Burma's junta started evicting destitute families from government-run cyclone relief centres today, apparently out of concern the tented villages might become permanent.
"It is better that they move to their homes where they are more stable," a government official said at one camp where people have been told to clear out by 4pm (local time). "Here, they are relying on donations and it is not stable."
Locals and aid workers said 39 camps in the immediate vicinity of Kyauktan, 30km south of Yangon, were being cleared out as part of a general eviction plan.
"We knew we had to go at some point but we had hoped for more support," 21-year-old trishaw driver Kyaw Moe Thu said as he trudged out of the camp with his five brothers and sisters.
The youngest, a two-year-old girl named Moe Win Kyah, was sheltered by the others under a pair of black umbrellas.

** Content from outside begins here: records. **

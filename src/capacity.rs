//! Seat-capacity policy.
//!
//! Pure functions of the current store state. They do not enforce
//! exclusivity themselves: a caller about to consume a seat must run the
//! check and the seat-consuming write inside a single store `write`
//! transaction.

use crate::model::{License, Plan};
use crate::store::StoreState;
use crate::SeatwardenError;

/// Sentinel returned by [`available_seats`] for unlimited plans.
pub const UNLIMITED_SEATS: i32 = -1;

fn plan_for<'a>(state: &'a StoreState, license: &License) -> Result<&'a Plan, SeatwardenError> {
    state
        .plan(license.plan_id)
        .ok_or(SeatwardenError::NotFound { entity: "plan" })
}

/// Whether the license can accept one more active device.
///
/// Unlimited plans always report available.
pub fn has_available_seat(state: &StoreState, license: &License) -> Result<bool, SeatwardenError> {
    let plan = plan_for(state, license)?;
    if plan.is_unlimited() {
        return Ok(true);
    }
    let active = state.active_seat_count(license.id) as i32;
    Ok(active < plan.max_devices)
}

/// Number of free seats on the license, or [`UNLIMITED_SEATS`].
pub fn available_seats(state: &StoreState, license: &License) -> Result<i32, SeatwardenError> {
    let plan = plan_for(state, license)?;
    if plan.is_unlimited() {
        return Ok(UNLIMITED_SEATS);
    }
    let active = state.active_seat_count(license.id) as i32;
    Ok((plan.max_devices - active).max(0))
}
//! Immutable audit records of validation attempts.

use chrono::{DateTime, Utc};
use serde::{Deserialize, Serialize};
use uuid::Uuid;

/// Outcome class of one validation attempt.
#[derive(Debug, Clone, Copy, PartialEq, Eq, Serialize, Deserialize)]
#[serde(rename_all = "snake_case")]
pub enum ValidationOutcome {
    /// License valid, device entitled.
    Success,
    /// Rejected for any reason.
    Failed,
    /// Expired license accepted under the offline grace window.
    GracePeriod,
}

/// One validation attempt against a device activation.
///
/// Append-only: never mutated, deleted only by cascade with its activation.
#[derive(Debug, Clone, Serialize, Deserialize)]
pub struct ValidationLog {
    /// Unique identifier.
    pub id: Uuid,

    /// The device activation this attempt was made against.
    pub activation_id: Uuid,

    /// Outcome class.
    pub outcome: ValidationOutcome,

    /// Client IP address, if known.
    pub ip_address: Option<String>,

    /// Client user agent, if known.
    pub user_agent: Option<String>,

    /// Whether the device reported operating offline.
    pub is_offline: bool,

    /// Failure detail, present when `outcome == Failed`.
    pub error_detail: Option<String>,

    /// When the attempt happened.
    pub validated_at: DateTime<Utc>,

    /// Decision latency in milliseconds.
    pub response_time_ms: Option<u64>,
}

impl ValidationLog {
    /// Create a log entry for one attempt.
    #[allow(clippy::too_many_arguments)]
    pub fn new(
        activation_id: Uuid,
        outcome: ValidationOutcome,
        ip_address: Option<String>,
        user_agent: Option<String>,
        is_offline: bool,
        error_detail: Option<String>,
        validated_at: DateTime<Utc>,
        response_time_ms: Option<u64>,
    ) -> Self {
        Self {
            id: Uuid::new_v4(),
            activation_id,
            outcome,
            ip_address,
            user_agent,
            is_offline,
            error_detail,
            validated_at,
            response_time_ms,
        }
    }
}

They had been given 20 bamboo poles and some tarpaulins to help rebuild their lives in the Irrawaddy delta, where 134,000 people were left dead or missing by Cyclone Nargis on May 2nd.
"Right now, we are disappointed," Kyaw Moe Thu said. "We were promised 30 poles by the government. They told us we will get rice each month, but right now we have nothing."
In Singapore, the city-state's prime minister told a security conference that Burma's generals were wary of admitting foreign aid workers because it would show they were not capable of handling the disaster.
"The military leaders surely know that foreign aid will save lives and help to rebuild the devastated areas. But they also fear the political consequence of opening up the disaster zone to international aid teams," Singapore Prime Minister Lee Hsien Loong said at a security conference.
"This might show up their own incapability, and undermine their credibility and legitimacy," he said.
Four weeks after the disaster, the United Nations says fewer than one in two of the 2.4 million people affected by the cyclone have received any form of help from either the government, or international or local aid groups.
Rumours are flying around the international aid community in Yangon that the evictions are occurring in state-run refugee centres across the delta.
The UN, which has local and foreign aid workers in the delta, said it did not know if that was the case.
"We certainly don't endorse premature return to where there are no services, and any forced or coerced movement is completely unacceptable," UN spokeswoman Amanda Pitt said in Bangkok.
The evictions come a day after official media in the former Burma lashed out at offers of foreign aid, criticising donors' demands for access to the delta and saying cyclone victims could "stand by themselves".
"The people from Irrawaddy can survive on self-reliance without chocolate bars donated by foreign countries," the Kyemon newspaper said in a Burmese-language editorial.
The media is tightly controlled by the army and is believed to reflect the thinking of the top generals, who until now have shown signs of growing, albeit grudging, acceptance of outside cyclone assistance.